La responsabilisation des plateformes dans la lutte contre les fausses informations s'inscrit dans ce mouvement. Les propositions de loi visent à compléter notre arsenal juridique dans trois directions : créer un devoir de coopération pour les plateformes vis-à-vis de tous ceux qui s'engagent en France contre les fausses informations à savoir les pouvoirs publics, la presse et la société civile (les parlementaires ont proposé que le contrôle de ce devoir de coopération soit confié au CSA) ; renforcer les obligations de transparence des plateformes vis-à-vis de leurs utilisateurs ; donner aux autorités compétentes des moyens d'action adaptés à la rapidité de propagation des fausses informations.

Le cas des campagnes électorales

Dans une démocratie, les campagnes électorales sont des périodes privilégiées pour la propagation des fausses nouvelles. A cette fin, il faut concentrer rapidement les outils juridiques sur le vrai danger, c'est-à-dire les tentatives d'influencer les résultats des élections.

Pour cela, il faut se doter d'outils juridiques de réaction rapide adaptés aux vecteurs de diffusion. Pour la TV, il faut permettre au CSA de suspendre les télévisions contrôlées par des États étrangers. Pour les plateformes, l'enjeu est double. Ce qui définit ces moyens de diffusion, c'est la rapidité. Le recours au juge des référés permet de répondre à cette rapidité. De plus, ce qui définit également ces moyens de diffusion, c'est leur opacité. La création d'une obligation de transparence pour les contenus sponsorisés des plateformes permettra d'apporter une réponse à ces campagnes de désinformation.
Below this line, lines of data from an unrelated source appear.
//! The parsed document: directives, comments, instructions and stages, with
//! variable resolution by build-stage scope.

use serde::Serialize;

use super::stage::{ImageTemplate, Stage, Template};
use super::{
    Comment, EscapeChar, Instruction, InstructionKind, Keyword, ParserDirective, Resolution,
    VariableSource,
};
use crate::document::TextDocument;
use crate::logging_impl::debug_event;
use crate::parser::span::{Position, Range};
use crate::parser::variables::expand;

/// Which declarations a lookup may see.
#[derive(Debug, Clone, Copy, PartialEq, Eq)]
pub(crate) enum Scope {
    /// Before the first FROM, and FROM lines themselves: global ARGs only
    Initial,
    /// Inside the stage with this index
    Stage(usize),
}

/// A parsed Dockerfile.
#[derive(Debug, Clone, PartialEq, Eq, Serialize)]
pub struct Dockerfile {
    #[serde(skip)]
    document: TextDocument,
    escape: EscapeChar,
    directives: Vec<ParserDirective>,
    comments: Vec<Comment>,
    instructions: Vec<Instruction>,
    stages: Vec<ImageTemplate>,
    /// Number of instructions before the first FROM
    #[serde(skip)]
    initial_len: usize,
}

impl Dockerfile {
    pub(crate) fn new(
        document: TextDocument,
        escape: EscapeChar,
        directives: Vec<ParserDirective>,
        comments: Vec<Comment>,
        instructions: Vec<Instruction>,
    ) -> Self {
        let initial_len = instructions
            .iter()
            .position(|i| i.is(Keyword::From))
            .unwrap_or(instructions.len());
        let stages = stage_templates(&instructions, &comments, initial_len);
        debug_event!(
            instructions = instructions.len(),
            comments = comments.len(),
            stages = stages.len(),
            "document model built"
        );

        let mut dockerfile = Self {
            document,
            escape,
            directives,
            comments,
            instructions,
            stages,
            initial_len,
        };
        dockerfile.resolve_variables();
        dockerfile
    }

    /// Fill in variable resolutions and expanded arguments.
    fn resolve_variables(&mut self) {
        let resolutions: Vec<Vec<(Resolution, Option<VariableSource>)>> = self
            .instructions
            .iter()
            .enumerate()
            .map(|(index, instruction)| {
                let scope = self.scope_of_instruction(index);
                let line = instruction.start_line();
                referenced_names(instruction)
                    .into_iter()
                    .map(|name| self.resolve_in(scope, name, line))
                    .collect()
            })
            .collect();

        for (instruction, resolved) in self.instructions.iter_mut().zip(resolutions) {
            apply_resolutions(instruction, &mut resolved.into_iter());
        }
    }

    fn scope_of_instruction(&self, index: usize) -> Scope {
        if index < self.initial_len || self.instructions[index].is(Keyword::From) {
            return Scope::Initial;
        }
        self.stages
            .iter()
            .rposition(|s| s.instructions.start <= index)
            .map_or(Scope::Initial, Scope::Stage)
    }

    fn scope_of_line(&self, line: u32) -> Scope {
        let in_from = self
            .froms()
            .iter()
            .any(|f| f.range().start.line <= line && line <= f.range().end.line);
        if in_from {
            return Scope::Initial;
        }
        self.stages
            .iter()
            .rposition(|s| s.range.start.line <= line)
            .map_or(Scope::Initial, Scope::Stage)
    }

    fn scope_instructions(&self, scope: Scope) -> &[Instruction] {
        match scope {
            Scope::Initial => &self.instructions[..self.initial_len],
            Scope::Stage(index) => &self.instructions[self.stages[index].instructions.clone()],
        }
    }

    /// Look `name` up for an instruction starting on `line`: ENV first, then
    /// ARG, newest declaration first. The initial scope only has ARGs. A
    /// value-less ARG in a stage takes the value of the global ARG it
    /// re-declares.
    pub(crate) fn resolve_in(
        &self,
        scope: Scope,
        name: &str,
        line: u32,
    ) -> (Resolution, Option<VariableSource>) {
        let instructions = self.scope_instructions(scope);
        if scope != Scope::Initial {
            if let Some(found) = declared(instructions, Keyword::Env, name, line) {
                return (found, Some(VariableSource::Environment));
            }
        }
        match declared(instructions, Keyword::Arg, name, line) {
            Some(Resolution::DeclaredNoValue) if scope != Scope::Initial => {
                let inherited = declared(self.initial_instructions(), Keyword::Arg, name, line)
                    .filter(|r| matches!(r, Resolution::DeclaredWithValue(_)))
                    .unwrap_or(Resolution::DeclaredNoValue);
                (inherited, Some(VariableSource::Build))
            }
            Some(found) => (found, Some(VariableSource::Build)),
            None => (Resolution::Undeclared, None),
        }
    }

    pub(crate) fn available_in(&self, scope: Scope, line: u32) -> Vec<String> {
        let mut names: Vec<String> = Vec::new();
        for instruction in self.scope_instructions(scope) {
            if instruction.start_line() >= line {
                break;
            }
            let visible = instruction.is(Keyword::Arg)
                || (scope != Scope::Initial && instruction.is(Keyword::Env));
            if !visible {
                continue;
            }
            for property in instruction.properties() {
                if !names.iter().any(|n| n == property.name()) {
                    names.push(property.name().to_string());
                }
            }
        }
        names
    }

    /// Resolve `name` as seen by an instruction starting on `line`.
    ///
    /// Lines before the first FROM, and the lines of FROM instructions, see
    /// only the global ARGs. Lines past the end of the document see nothing.
    pub fn resolve_variable(&self, name: &str, line: u32) -> Resolution {
        if line >= self.document.line_count() {
            return Resolution::Undeclared;
        }
        self.resolve_in(self.scope_of_line(line), name, line).0
    }

    /// Variable names visible on `line`, in declaration order.
    pub fn available_variables(&self, line: u32) -> Vec<String> {
        if line >= self.document.line_count() {
            return Vec::new();
        }
        self.available_in(self.scope_of_line(line), line)
    }

    pub fn document(&self) -> &TextDocument {
        &self.document
    }

    pub fn text(&self) -> &str {
        self.document.text()
    }

    pub fn escape_char(&self) -> EscapeChar {
        self.escape
    }

    pub fn directives(&self) -> &[ParserDirective] {
        &self.directives
    }

    /// Whole-document range.
    pub fn range(&self) -> Range {
        self.document.range(0, self.document.len())
    }

    /// Instructions before the first FROM.
    pub fn initial_instructions(&self) -> &[Instruction] {
        &self.instructions[..self.initial_len]
    }

    pub fn stages(&self) -> Vec<Stage<'_>> {
        (0..self.stages.len()).map(|index| self.stage(index)).collect()
    }

    pub fn stage_count(&self) -> usize {
        self.stages.len()
    }

    fn stage(&self, index: usize) -> Stage<'_> {
        Stage {
            dockerfile: self,
            index,
        }
    }

    /// Stage with the given `AS` name (case-insensitive).
    pub fn stage_named(&self, name: &str) -> Option<Stage<'_>> {
        self.stages()
            .into_iter()
            .find(|s| s.name().is_some_and(|n| n.eq_ignore_ascii_case(name)))
    }

    /// Stage whose range contains `pos`.
    pub fn containing_stage(&self, pos: Position) -> Option<Stage<'_>> {
        self.stages().into_iter().find(|s| s.contains(pos))
    }

    pub(crate) fn stage_templates(&self) -> &[ImageTemplate] {
        &self.stages
    }
}

impl Template for Dockerfile {
    fn instructions(&self) -> &[Instruction] {
        &self.instructions
    }

    fn comments(&self) -> &[Comment] {
        &self.comments
    }
}

/// Newest declaration of `name` by `keyword` instructions starting before `line`.
fn declared(
    instructions: &[Instruction],
    keyword: Keyword,
    name: &str,
    line: u32,
) -> Option<Resolution> {
    instructions
        .iter()
        .rev()
        .filter(|i| i.start_line() < line && i.is(keyword))
        .flat_map(|i| i.properties().iter().rev())
        .find(|p| p.name() == name)
        .map(|p| match p.value() {
            Some(value) => Resolution::DeclaredWithValue(value.to_string()),
            None => Resolution::DeclaredNoValue,
        })
}

/// Names of every reference in an instruction and, after them, in its
/// ONBUILD trigger.
fn referenced_names(instruction: &Instruction) -> Vec<&str> {
    let mut names: Vec<&str> = instruction.variables.iter().map(|v| v.name()).collect();
    if let Some(trigger) = instruction.trigger() {
        names.extend(referenced_names(trigger));
    }
    names
}

fn apply_resolutions(
    instruction: &mut Instruction,
    resolved: &mut impl Iterator<Item = (Resolution, Option<VariableSource>)>,
) {
    for variable in &mut instruction.variables {
        if let Some((resolution, source)) = resolved.next() {
            variable.resolution = resolution;
            variable.source = source;
        }
    }
    instruction.expanded_arguments = instruction
        .arguments
        .iter()
        .map(|arg| expand(arg, &instruction.variables))
        .collect();
    if let InstructionKind::Onbuild(onbuild) = &mut instruction.kind {
        if let Some(trigger) = onbuild.trigger.as_deref_mut() {
            apply_resolutions(trigger, resolved);
        }
    }
}

/// Group instructions and comments into stages, one per FROM.
fn stage_templates(
    instructions: &[Instruction],
    comments: &[Comment],
    initial_len: usize,
) -> Vec<ImageTemplate> {
    let froms: Vec<usize> = (initial_len..instructions.len())
        .filter(|&i| instructions[i].is(Keyword::From))
        .collect();

    froms
        .iter()
        .enumerate()
        .map(|(n, &from)| {
            let next = froms.get(n + 1).copied().unwrap_or(instructions.len());
            let start = instructions[from].range().start;
            let limit = instructions.get(next).map(|i| i.range().start);
            let first_comment = comments.partition_point(|c| c.range().start < start);
            let last_comment = match limit {
                Some(limit) => comments.partition_point(|c| c.range().start < limit),
                None => comments.len(),
            };

            let mut end = instructions[next - 1].range().end;
            if let Some(comment) = comments[first_comment..last_comment].last() {
                end = end.max(comment.range().end);
            }
            debug_event!(stage = n, instructions = next - from, "build stage");
            ImageTemplate {
                range: Range::new(start, end),
                instructions: from..next,
                comments: first_comment..last_comment,
            }
        })
        .collect()
}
Quatre gardes-fous de la loi contre la manipulation de l'information

> La loi ne touche pas à la loi de 1881 ni à ses principes ;

> Elle n'enfreint aucune garantie des libertés fondamentales : liberté d'expression, protection des sources des journalistes ;

> Elle est plus protectrice qu'une situation non encadrée par la loi, où les plateformes censurent d'elles-mêmes les contenus (cf. le modèle allemand), sans être tenues d'expliquer les critères de cette censure ;

> Les actions rapides ne sont permises qu'en période électorale et de manière très encadrée (la fausse nouvelle doit être manifeste, être diffusée massivement et de manière artificielle, et doit conduire à troubler paix publique ou sincérité du scrutin). La loi ne vise donc que les tentatives volontaires de manipulation, et n'aura aucun impact sur le travail journalistique qui peut consister à révéler, à tout moment, des informations sur des questions d'intérêt public.